I’ve just spent two weeks learning how to cleanse data using the DQS tool that is a part of SQL 2012. Here’s my take so far.
The engine does a really good job catching spelling errors, and allowing me to define synonyms for data that helps me standardize data values that are import into the system. It’s easy to build the knowledge base, and has a pretty easy to use interface. The rules engine allows a data specialist (not a developer!) to define specific criteria that the data must meet to be considered “valid”, and it can support some pretty complex rules. And it works as advertised – data passes through the engine, and comes out with enough information that you can easily decide how to process the “cleansed” data. It also supports the concept of a “Complex Domain” – multiple fields that need to be validated as a group (like people’s addresses, or company-specific codes). And, it has great interaction with external cleansing tools and datasets through the Azure Marketplace.
Some of my frustration with the tool is the simplicity of the toolset – it works great if you have a pretty simple set of data, and that it’s all in the correct data type (it doesn’t support transformations). For example, in my case all of my data comes in as string data. I need to validate that the data can be converted to a specific format (like “is it a date field” or “is it an integer”) before I actual convert it. But, DQS does not do that conversion and only works with the data type that the field was input as. And it limits rules for a field based on the data type, so if I want to validate that a field is a valid date I can do that – but if I want to check that the date is less than Today it won’t work because I can’t validate a string field against a date. Same with numbers – if I want to make sure the field is a valid number, I can do that, but I can’t validate that it’s greater than five. I can check a number field to make sure it’s greater than 5, but not a string field. Here’s what I would have to do to test my data 1) check the string fields for valid values for the field type, 2) use SSIS to convert the fields to the proper data type, then 3) run DQS again to validate the values with the rules for the corrected data type. Not very efficient, and it means that basic ETL rules are in two places – one set in DQS and one set in SSIS. This also means we have to have a business/data analyst manage half the process, and an IT developer manage the transformations in SSIS. This is a huge issue for my customer who is trying to reduce the “noise” in IT when they add new data feeds.

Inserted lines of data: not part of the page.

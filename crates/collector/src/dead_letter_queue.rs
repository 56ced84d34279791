//! Dead Letter Queue (DLQ)
//!
//! Rejected payloads are appended here verbatim together with their rejection
//! reason. Records are append-only; nothing is ever rewritten in place except
//! by retention purging.
//!
//! Variants:
//! - `FileDeadLetterQueue`: JSON lines with size-based rotation
//! - `MemoryDeadLetterQueue`: in-process, for tests

use chrono::{DateTime, Utc};
use llm_telemetry_types::DeadLetterRecord;
use parking_lot::Mutex;
use serde::{Deserialize, Serialize};
use std::fs::{self, File, OpenOptions};
use std::io::{BufRead, BufReader, BufWriter, Write};
use std::path::{Path, PathBuf};
use std::sync::atomic::{AtomicU64, Ordering};
use thiserror::Error;
use tracing::{debug, info, warn};

const CURRENT_FILE: &str = "dlq_current.jsonl";
const ROTATED_PREFIX: &str = "dlq_";

/// DLQ error types
#[derive(Error, Debug)]
pub enum DLQError {
    #[error("IO error: {0}")]
    IoError(#[from] std::io::Error),

    #[error("Serialization error: {0}")]
    SerializationError(String),

    #[error("Configuration error: {0}")]
    ConfigError(String),
}

pub type Result<T> = std::result::Result<T, DLQError>;

/// File DLQ configuration
#[derive(Debug, Clone)]
pub struct DLQConfig {
    /// Directory holding the current file and its rotations
    pub file_path: PathBuf,
    /// Size in bytes after which the current file is rotated
    pub max_file_size_bytes: u64,
    /// Maximum number of rotated files to keep
    pub max_files: usize,
}

impl Default for DLQConfig {
    fn default() -> Self {
        Self {
            file_path: PathBuf::from("./data/dlq"),
            max_file_size_bytes: 100 * 1024 * 1024,
            max_files: 10,
        }
    }
}

impl From<&llm_telemetry_config::DeadLetterConfig> for DLQConfig {
    fn from(config: &llm_telemetry_config::DeadLetterConfig) -> Self {
        Self {
            file_path: config.path.clone(),
            max_file_size_bytes: config.max_file_size_bytes,
            max_files: config.max_files,
        }
    }
}

/// DLQ statistics
#[derive(Debug, Clone, Default, PartialEq, Serialize, Deserialize)]
pub struct DLQStats {
    /// Records appended since start
    pub total_entries: u64,
    /// Records purged by retention
    pub total_purged: u64,
    /// Current file size in bytes
    pub file_size_bytes: u64,
    /// Rotations performed since start
    pub rotations: u64,
}

/// Append-only destination for rejected events
#[async_trait::async_trait]
pub trait DeadLetterSink: Send + Sync {
    /// Append one record
    async fn append(&self, record: DeadLetterRecord) -> Result<()>;

    /// Get DLQ statistics
    async fn stats(&self) -> Result<DLQStats>;
}

/// JSON-lines file DLQ with size-based rotation
pub struct FileDeadLetterQueue {
    config: DLQConfig,
    current_file: PathBuf,
    write_lock: tokio::sync::Mutex<()>,
    total_entries: AtomicU64,
    total_purged: AtomicU64,
    rotations: AtomicU64,
}

impl FileDeadLetterQueue {
    pub fn new(config: DLQConfig) -> Result<Self> {
        if config.max_file_size_bytes == 0 {
            return Err(DLQError::ConfigError(
                "max_file_size_bytes must be greater than 0".to_string(),
            ));
        }
        fs::create_dir_all(&config.file_path)?;
        let current_file = config.file_path.join(CURRENT_FILE);

        Ok(Self {
            config,
            current_file,
            write_lock: tokio::sync::Mutex::new(()),
            total_entries: AtomicU64::new(0),
            total_purged: AtomicU64::new(0),
            rotations: AtomicU64::new(0),
        })
    }

    pub fn directory(&self) -> &Path {
        &self.config.file_path
    }

    /// Read every record, oldest rotation first, current file last
    pub async fn read_all(&self) -> Result<Vec<DeadLetterRecord>> {
        let _guard = self.write_lock.lock().await;
        let mut records = Vec::new();
        for path in self.files_oldest_first()? {
            records.extend(read_records(&path)?);
        }
        Ok(records)
    }

    /// Drop records received before `cutoff`, returning how many were removed
    pub async fn purge_older_than(&self, cutoff: DateTime<Utc>) -> Result<usize> {
        let _guard = self.write_lock.lock().await;
        let mut removed = 0;

        for path in self.files_oldest_first()? {
            let records = read_records(&path)?;
            let before = records.len();
            let kept: Vec<_> = records
                .into_iter()
                .filter(|r| r.received_at >= cutoff)
                .collect();
            if kept.len() == before {
                continue;
            }
            removed += before - kept.len();

            if kept.is_empty() && path != self.current_file {
                fs::remove_file(&path)?;
            } else {
                write_records(&path, &kept)?;
            }
        }

        self.total_purged.fetch_add(removed as u64, Ordering::Relaxed);
        info!(removed, %cutoff, "Purged old dead-letter records");
        Ok(removed)
    }

    fn rotate_if_needed(&self) -> Result<()> {
        if !self.current_file.exists() {
            return Ok(());
        }
        if fs::metadata(&self.current_file)?.len() < self.config.max_file_size_bytes {
            return Ok(());
        }

        let sequence = self.rotations.fetch_add(1, Ordering::Relaxed);
        let rotated = self.config.file_path.join(format!(
            "{}{}_{:06}.jsonl",
            ROTATED_PREFIX,
            Utc::now().format("%Y%m%d%H%M%S%3f"),
            sequence
        ));
        fs::rename(&self.current_file, &rotated)?;
        info!(path = ?rotated, "Rotated dead-letter file");

        self.cleanup_old_files()
    }

    fn cleanup_old_files(&self) -> Result<()> {
        let mut rotated = self.rotated_files()?;
        while rotated.len() > self.config.max_files {
            let oldest = rotated.remove(0);
            fs::remove_file(&oldest)?;
            info!(path = ?oldest, "Removed old dead-letter file");
        }
        Ok(())
    }

    /// Rotated files sorted by name, which orders them by rotation time
    fn rotated_files(&self) -> Result<Vec<PathBuf>> {
        let mut files: Vec<PathBuf> = fs::read_dir(&self.config.file_path)?
            .filter_map(|e| e.ok())
            .map(|e| e.path())
            .filter(|p| {
                p.file_name()
                    .and_then(|n| n.to_str())
                    .map(|n| n.starts_with(ROTATED_PREFIX) && n.ends_with(".jsonl") && n != CURRENT_FILE)
                    .unwrap_or(false)
            })
            .collect();
        files.sort();
        Ok(files)
    }

    fn files_oldest_first(&self) -> Result<Vec<PathBuf>> {
        let mut files = self.rotated_files()?;
        if self.current_file.exists() {
            files.push(self.current_file.clone());
        }
        Ok(files)
    }
}

#[async_trait::async_trait]
impl DeadLetterSink for FileDeadLetterQueue {
    async fn append(&self, record: DeadLetterRecord) -> Result<()> {
        let _guard = self.write_lock.lock().await;
        self.rotate_if_needed()?;

        let json = serde_json::to_string(&record)
            .map_err(|e| DLQError::SerializationError(e.to_string()))?;
        let file = OpenOptions::new()
            .create(true)
            .append(true)
            .open(&self.current_file)?;
        let mut writer = BufWriter::new(file);
        writeln!(writer, "{}", json)?;
        writer.flush()?;

        self.total_entries.fetch_add(1, Ordering::Relaxed);
        debug!(id = %record.id, reason = record.reason.label(), "Appended dead-letter record");
        Ok(())
    }

    async fn stats(&self) -> Result<DLQStats> {
        let file_size_bytes = match fs::metadata(&self.current_file) {
            Ok(meta) => meta.len(),
            Err(e) if e.kind() == std::io::ErrorKind::NotFound => 0,
            Err(e) => return Err(e.into()),
        };
        Ok(DLQStats {
            total_entries: self.total_entries.load(Ordering::Relaxed),
            total_purged: self.total_purged.load(Ordering::Relaxed),
            file_size_bytes,
            rotations: self.rotations.load(Ordering::Relaxed),
        })
    }
}

/// Read every record of a dead-letter file; unparsable lines are skipped
pub fn read_records(path: &Path) -> Result<Vec<DeadLetterRecord>> {
    if !path.exists() {
        return Ok(Vec::new());
    }

    let reader = BufReader::new(File::open(path)?);
    let mut records = Vec::new();
    for line in reader.lines() {
        let line = line?;
        if line.trim().is_empty() {
            continue;
        }
        match serde_json::from_str::<DeadLetterRecord>(&line) {
            Ok(record) => records.push(record),
            Err(e) => warn!(path = ?path, error = %e, "Skipping unreadable dead-letter line"),
        }
    }
    Ok(records)
}

fn write_records(path: &Path, records: &[DeadLetterRecord]) -> Result<()> {
    let file = OpenOptions::new()
        .write(true)
        .create(true)
        .truncate(true)
        .open(path)?;
    let mut writer = BufWriter::new(file);
    for record in records {
        let json = serde_json::to_string(record)
            .map_err(|e| DLQError::SerializationError(e.to_string()))?;
        writeln!(writer, "{}", json)?;
    }
    writer.flush()?;
    Ok(())
}

/// In-memory DLQ
#[derive(Default)]
pub struct MemoryDeadLetterQueue {
    records: Mutex<Vec<DeadLetterRecord>>,
}

impl MemoryDeadLetterQueue {
    pub fn new() -> Self {
        Self::default()
    }

    pub fn records(&self) -> Vec<DeadLetterRecord> {
        self.records.lock().clone()
    }

    pub fn len(&self) -> usize {
        self.records.lock().len()
    }

    pub fn is_empty(&self) -> bool {
        self.records.lock().is_empty()
    }
}

#[async_trait::async_trait]
impl DeadLetterSink for MemoryDeadLetterQueue {
    async fn append(&self, record: DeadLetterRecord) -> Result<()> {
        self.records.lock().push(record);
        Ok(())
    }

    async fn stats(&self) -> Result<DLQStats> {
        Ok(DLQStats {
            total_entries: self.records.lock().len() as u64,
            ..DLQStats::default()
        })
    }
}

I really like the engine, and the concept of DQS. But what might get it booted off of our project is the lack of operational depth. I think the tool was created primarily for the data analyst trying to manage a small set of files, not a data integrator importing hundreds of thousands of rows a night in an automated process. While there is a tool in SSIS to allow the automation of cleansing packages, I had to find a third party tool on CodePlex that would allow me to import domain values from a database. I could import them manually through the Knowledge Management tool in order to get the values, but that won’t work in an automated way. I needed the third party tool in order to be able to take our SQL tables and sync the values with the Knowledge base in DQS. The fact that on this project we will need a data analyst to manage the DQS and an SSIS person to manage the rest of the rules is very frustrating.
And my biggest frustration – no way to output those values into a SQL table or even a data file!! Sure, you can export a knowledge base but you can’t import that information anywhere other than another knowledge base! This almost got DQS booted out of our project. I finally figured out I could use the cleansed records to update our domains in SQL, but this is not a really good way to manage domains that are in SQL and in the Knowledgebase. I hope this is something that gets fixed soon!
Other really frustrating things: A domain can be created as a “related” domain (data exists once, can validate two domains), but not if it is part of a complex domain. In my case I want to use Complex domains to validate company specific values, but I can’t re-use the Company domain in multiple complex domains… argh!!! I also can’t update more than one domain at a time – very slow to update the domains. And probably the worst thing? Lack of scalability – the white papers I have read indicate that scalability is handled by creating multiple copies of the Knowledgebase and round-robin-ing the data through the various copies. Not the most scaleable system because we have to keep these things in sync. Argh again.
The jury is still out on whether DQS will be adapted at this customer. Part of the problem is having them adapt from a code driven environment (they are suffering from “we didn’t write it” syndrome) to this tool based approach. I hear regularly “I know how to write a tool to clean the data”, and it’s hard for me to convince them that while they indeed know how to code, they aren’t a software shop and they shouldn’t be trying to create that tool. But they have valid issues with DQS – the performance issues, configuration challenges, along with the lack of being able to define ALL processing rules in a single tool (transformations included) – are definitely making it a challenge to put into production. I still believe it’s the right tool, but I won’t be surprised if they don’t implement it due to the limitations in the current tool.
Hey DQS folks – email me and I’m happy to work with you on this! Has anyone else had experience with DQS? Leave me a comment and tell me your thoughts!
Picture of the Day: I’m going to Italy in October, so in honor of that I had dinner near Venice Beach (get it?!) at a great Italian restaurant that had an open-air section. Details: A single shot with my Nikon D800, ISO 1600, F2.8, 1/25th. Taken with my my 14-24 at 24mm. Processed slightly in Lightroom to highlight the dark areas, and bring out a little color. Thank you Nikon high dynamic range!!